Bob Kemper of the Chicago Tribune's Washington Bureau writes:
On the defensive over the failure to find weapons of mass destruction in Iraq, Bush administration officials increasingly argue that the U.S.-led war was justified because it toppled the despotic regime of Saddam Hussein and paved the way for a new era of peace and stability in the Middle East.
But the violence and strife roiling U.S.-occupied Iraq, including a vehicle bombing Thursday that killed at least 11 people in Baghdad, is emboldening critics who maintain the White House overstated its primary case for war: that Iraq posed a direct and immediate threat to the United States.
Four months after U.S. forces seized Baghdad, an in-depth look at that case shows that virtually all the administration's allegations regarding Iraq's destructive capabilities remain unproven or in dispute, according to outside experts, former intelligence analysts and a variety of foreign-policy think tanks.

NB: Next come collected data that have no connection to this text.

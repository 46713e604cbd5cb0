//! §4.1-4.3 "StreamReader": turns `(start_offset, end_offset, max_bytes)`
//! requests into block-cache fetches, growing the index window forward as
//! needed and prefetching beyond the read with an adaptive readahead size.

use std::collections::HashMap;
use std::sync::Arc;
use std::time::{Duration, Instant};

use tokio::sync::Mutex;
use tracing::{debug, trace, warn};

use crate::cache::{BlockCache, SlotKey};
use crate::config::ReaderConfig;
use crate::error::StreamError;
use crate::object::ObjectManager;
use crate::record::{CacheAccessType, RecordBatch};

use super::entry::BlockEntry;
use super::readahead::ReadaheadController;
use super::window::BlockWindow;

/// Result of one [`StreamReader::read`] call.
#[derive(Debug, Clone)]
pub struct ReadResult {
    pub batches: Vec<RecordBatch>,
    /// `Miss` if any block this read touched required a fetch; `Hit` if
    /// every block was already cached.
    pub access_type: CacheAccessType,
}

/// Point-in-time counters for one stream's activity.
#[derive(Debug, Clone, Copy, Default)]
pub struct StreamReaderStats {
    pub bytes_read: u64,
    pub batches_read: u64,
    pub cache_hits: u64,
    pub cache_misses: u64,
    pub retries: u64,
    /// Approximate bytes currently warmed in the cache by readahead but not
    /// yet consumed by a real read.
    pub readahead_bytes_inflight: u64,
}

#[derive(Debug, Default)]
struct StatsInner {
    bytes_read: u64,
    batches_read: u64,
    cache_hits: u64,
    cache_misses: u64,
    retries: u64,
}

struct Inner {
    window: BlockWindow,
    cursor: u64,
    last_access: Instant,
    readahead: ReadaheadController,
    /// Blocks readahead warmed into the cache, not yet consumed by a real
    /// read, keyed by slot with their approximate size. When a real read
    /// reaches one of these keys, its cache hit/miss tells the readahead
    /// controller whether the prefetch paid off or was evicted too early
    /// (§4.4 `handleBlockFree` on an unread entry, §9's eviction-pressure
    /// scenario) without needing a separate free-notification channel.
    readahead_pending: HashMap<SlotKey, u64>,
    stats: StatsInner,
}

/// Per-stream read path over a shared, reference-counted block cache.
pub struct StreamReader<M: ObjectManager> {
    stream_id: u64,
    manager: Arc<M>,
    cache: Arc<BlockCache>,
    config: ReaderConfig,
    inner: Mutex<Inner>,
}

impl<M: ObjectManager> StreamReader<M> {
    pub fn new(stream_id: u64, manager: Arc<M>, cache: Arc<BlockCache>, config: ReaderConfig, start_offset: u64) -> Self {
        let readahead = ReadaheadController::new(
            config.default_readahead_size,
            config.max_readahead_size,
            Duration::from_secs(config.readahead_cooldown_secs),
        );
        Self {
            stream_id,
            manager,
            cache,
            config,
            inner: Mutex::new(Inner {
                window: BlockWindow::new(),
                cursor: start_offset,
                last_access: Instant::now(),
                readahead,
                readahead_pending: HashMap::new(),
                stats: StatsInner::default(),
            }),
        }
    }

    pub fn stream_id(&self) -> u64 {
        self.stream_id
    }

    /// Read records covering `[start_offset, end_offset)`, stopping once
    /// `max_bytes` worth of records have been collected (one trailing batch
    /// may exceed the budget rather than be dropped).
    ///
    /// Retries once, with the index window reset, if the first attempt fails
    /// with a retryable error (§4.1, §7) — typically a compaction racing the
    /// read out from under it.
    pub async fn read(&self, start_offset: u64, end_offset: u64, max_bytes: i64) -> Result<ReadResult, StreamError> {
        let mut attempt = 0;
        loop {
            match self.read_once(start_offset, end_offset, max_bytes).await {
                Ok(result) => return Ok(result),
                Err(err) if err.retryable() && attempt < self.config.read_retry_budget => {
                    attempt += 1;
                    warn!(stream_id = self.stream_id, %err, attempt, "retrying read after window reset");
                    let mut inner = self.inner.lock().await;
                    inner.window.reset();
                    inner.stats.retries += 1;
                    drop(inner);
                }
                Err(err) => return Err(err),
            }
        }
    }

    async fn read_once(&self, start_offset: u64, end_offset: u64, max_bytes: i64) -> Result<ReadResult, StreamError> {
        let mut inner = self.inner.lock().await;

        self.get_blocks(&mut inner, start_offset, end_offset).await?;

        let mut batches = Vec::new();
        let mut total: i64 = 0;
        let mut access_type = CacheAccessType::Hit;

        let entries: Vec<BlockEntry> = inner.window.tail_range(start_offset).copied().collect();
        let mut cursor = start_offset;
        for entry in entries {
            if entry.start_offset() >= end_offset {
                break;
            }
            if !batches.is_empty() && total >= max_bytes {
                break;
            }
            if !self.manager.is_object_exist(entry.object_metadata.object_id) {
                return Err(StreamError::ObjectNotExist(entry.object_metadata.object_id));
            }

            // §4.1 step 3: the window's contiguity invariant should make this
            // unreachable; a violation means a bug in block acquisition, not
            // a transient condition, so it is not retried.
            if cursor < entry.start_offset() || cursor >= entry.end_offset() {
                return Err(StreamError::InternalConsistency(format!(
                    "cursor {} outside block [{}, {})",
                    cursor,
                    entry.start_offset(),
                    entry.end_offset()
                )));
            }

            let key = SlotKey::new(entry.object_metadata.object_id, entry.start_offset());
            let was_readahead_pending = inner.readahead_pending.remove(&key).is_some();

            let manager = self.manager.clone();
            let object_metadata = entry.object_metadata;
            let index = entry.index;
            let handle = self
                .cache
                .get_block(key, || async move {
                    let reader = manager.open_reader(object_metadata.object_id).await?;
                    reader.read_block(index).await
                })
                .await?;

            match handle.access_type() {
                CacheAccessType::Hit => {
                    inner.stats.cache_hits += 1;
                    trace!(stream_id = self.stream_id, already_read = handle.is_read(), "cache hit");
                }
                CacheAccessType::Miss => {
                    inner.stats.cache_misses += 1;
                    access_type = CacheAccessType::Miss;
                    if was_readahead_pending {
                        debug!(stream_id = self.stream_id, "readahead block evicted before read, resetting");
                        inner.readahead.reset(Instant::now());
                    }
                }
            }

            let block_start = cursor;
            let block_end = entry.end_offset().min(end_offset);
            let remaining = (max_bytes - total).max(0);
            let records = handle.data().get_records(block_start, block_end, remaining);
            handle.mark_read();
            for r in &records {
                total += r.size() as i64;
            }
            batches.extend(records);
            cursor = block_end;
        }

        self.after_read(&mut inner, start_offset, &batches);
        self.try_readahead(&mut inner).await;

        Ok(ReadResult { batches, access_type })
    }

    /// §4.2 "getBlocks": extend the index window forward until it covers
    /// `end_offset` or there are no more objects to discover.
    async fn get_blocks(&self, inner: &mut Inner, start_offset: u64, end_offset: u64) -> Result<(), StreamError> {
        loop {
            if let Some(loaded_end) = inner.window.loaded_end_offset() {
                if loaded_end >= end_offset {
                    return Ok(());
                }
            }
            let continuation = inner.window.loaded_end_offset().unwrap_or(start_offset);
            let before = inner.window.len();
            self.load_more_blocks_without_data(inner, continuation).await?;
            if inner.window.len() == before {
                // No more objects available forward of `continuation`.
                return Ok(());
            }
        }
    }

    /// §4.3 "loadMoreBlocksWithoutData": fetch up to `get_object_step`
    /// objects forward of `continuation` and append their block indexes to
    /// the window, without materializing any block data.
    async fn load_more_blocks_without_data(&self, inner: &mut Inner, continuation: u64) -> Result<(), StreamError> {
        let objects = self
            .manager
            .get_objects(self.stream_id, continuation, None, self.config.get_object_step)
            .await?;

        let mut cursor = continuation;
        for object in objects {
            let reader = self.manager.open_reader(object.object_id).await?;
            let indexes = reader.find(self.stream_id, cursor, None, -1).await?;
            for index in indexes {
                inner.window.push_back(BlockEntry::new(object, index))?;
                cursor = index.end_offset;
            }
        }
        Ok(())
    }

    fn after_read(&self, inner: &mut Inner, start_offset: u64, batches: &[RecordBatch]) {
        inner.last_access = Instant::now();
        inner.cursor = batches.last().map(|b| b.last_offset() + 1).unwrap_or(start_offset);
        inner.window.remove_before(inner.cursor);
        inner.stats.batches_read += batches.len() as u64;
        inner.stats.bytes_read += batches.iter().map(|b| b.size() as u64).sum::<u64>();
    }

    /// §4.5 "tryReadahead": warm the cache beyond the window's current reach
    /// by up to the controller's current readahead size, tracking what was
    /// warmed so a later real read can tell the controller whether it paid
    /// off.
    async fn try_readahead(&self, inner: &mut Inner) {
        let now = Instant::now();
        let Some(loaded_end) = inner.window.loaded_end_offset() else {
            return;
        };
        let next_read_offset = inner.cursor;
        let Some(size) = inner.readahead.plan(now, next_read_offset) else {
            return;
        };

        let start = inner.readahead.next_offset().max(loaded_end);
        let readahead_end = start.saturating_add(size);

        if let Err(err) = self.get_blocks(inner, start, readahead_end).await {
            if err.retryable() {
                inner.readahead.reset(now);
            }
            return;
        }

        let entries: Vec<BlockEntry> = inner.window.tail_range(start).copied().collect();
        let mut frontier = start;
        for entry in entries {
            if entry.start_offset() >= readahead_end {
                break;
            }
            if !self.manager.is_object_exist(entry.object_metadata.object_id) {
                inner.readahead.reset(now);
                return;
            }

            let key = SlotKey::new(entry.object_metadata.object_id, entry.start_offset());
            if self.cache.is_cached(key).await {
                frontier = entry.end_offset();
                continue;
            }

            let manager = self.manager.clone();
            let object_metadata = entry.object_metadata;
            let index = entry.index;
            let loaded = self
                .cache
                .get_block(key, || async move {
                    let reader = manager.open_reader(object_metadata.object_id).await?;
                    reader.read_block(index).await
                })
                .await;

            match loaded {
                Ok(handle) => {
                    handle.mark_unread();
                    inner.readahead_pending.insert(key, handle.data().index().approximate_size);
                    frontier = entry.end_offset();
                }
                Err(err) => {
                    if err.retryable() {
                        inner.readahead.reset(now);
                    }
                    return;
                }
            }
        }
        inner.readahead.advance(frontier);
    }

    /// Reposition the read cursor without prefetching. The index window is
    /// discarded since it may no longer be contiguous with the new offset;
    /// the next `read()` rebuilds it from scratch.
    pub async fn seek(&self, offset: u64) {
        let mut inner = self.inner.lock().await;
        inner.window.reset();
        inner.readahead_pending.clear();
        inner.readahead.skip();
        inner.cursor = offset;
        inner.last_access = Instant::now();
    }

    pub async fn next_read_offset(&self) -> u64 {
        self.inner.lock().await.cursor
    }

    pub async fn last_access_timestamp(&self) -> Instant {
        self.inner.lock().await.last_access
    }

    pub async fn stats(&self) -> StreamReaderStats {
        let inner = self.inner.lock().await;
        StreamReaderStats {
            bytes_read: inner.stats.bytes_read,
            batches_read: inner.stats.batches_read,
            cache_hits: inner.stats.cache_hits,
            cache_misses: inner.stats.cache_misses,
            retries: inner.stats.retries,
            readahead_bytes_inflight: inner.readahead_pending.values().sum(),
        }
    }

    /// Release this reader's window state. Cached blocks may outlive the
    /// call, since the cache is shared across streams.
    pub async fn close(&self) {
        let mut inner = self.inner.lock().await;
        inner.window.reset();
        inner.readahead_pending.clear();
    }
}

Kemper goes on to enumerate the still-unproven claims, from the biological and chemical weapons to the aluminum tubes, to the mobile labs, to the 30,000 warheads, and on and on. No surprises here, not to anyone with an ounce of skepticism...but the Bush League's political strategy consists of repeating the lies more often than anyone repeats the truth; that's why we have to keep repeating the truth.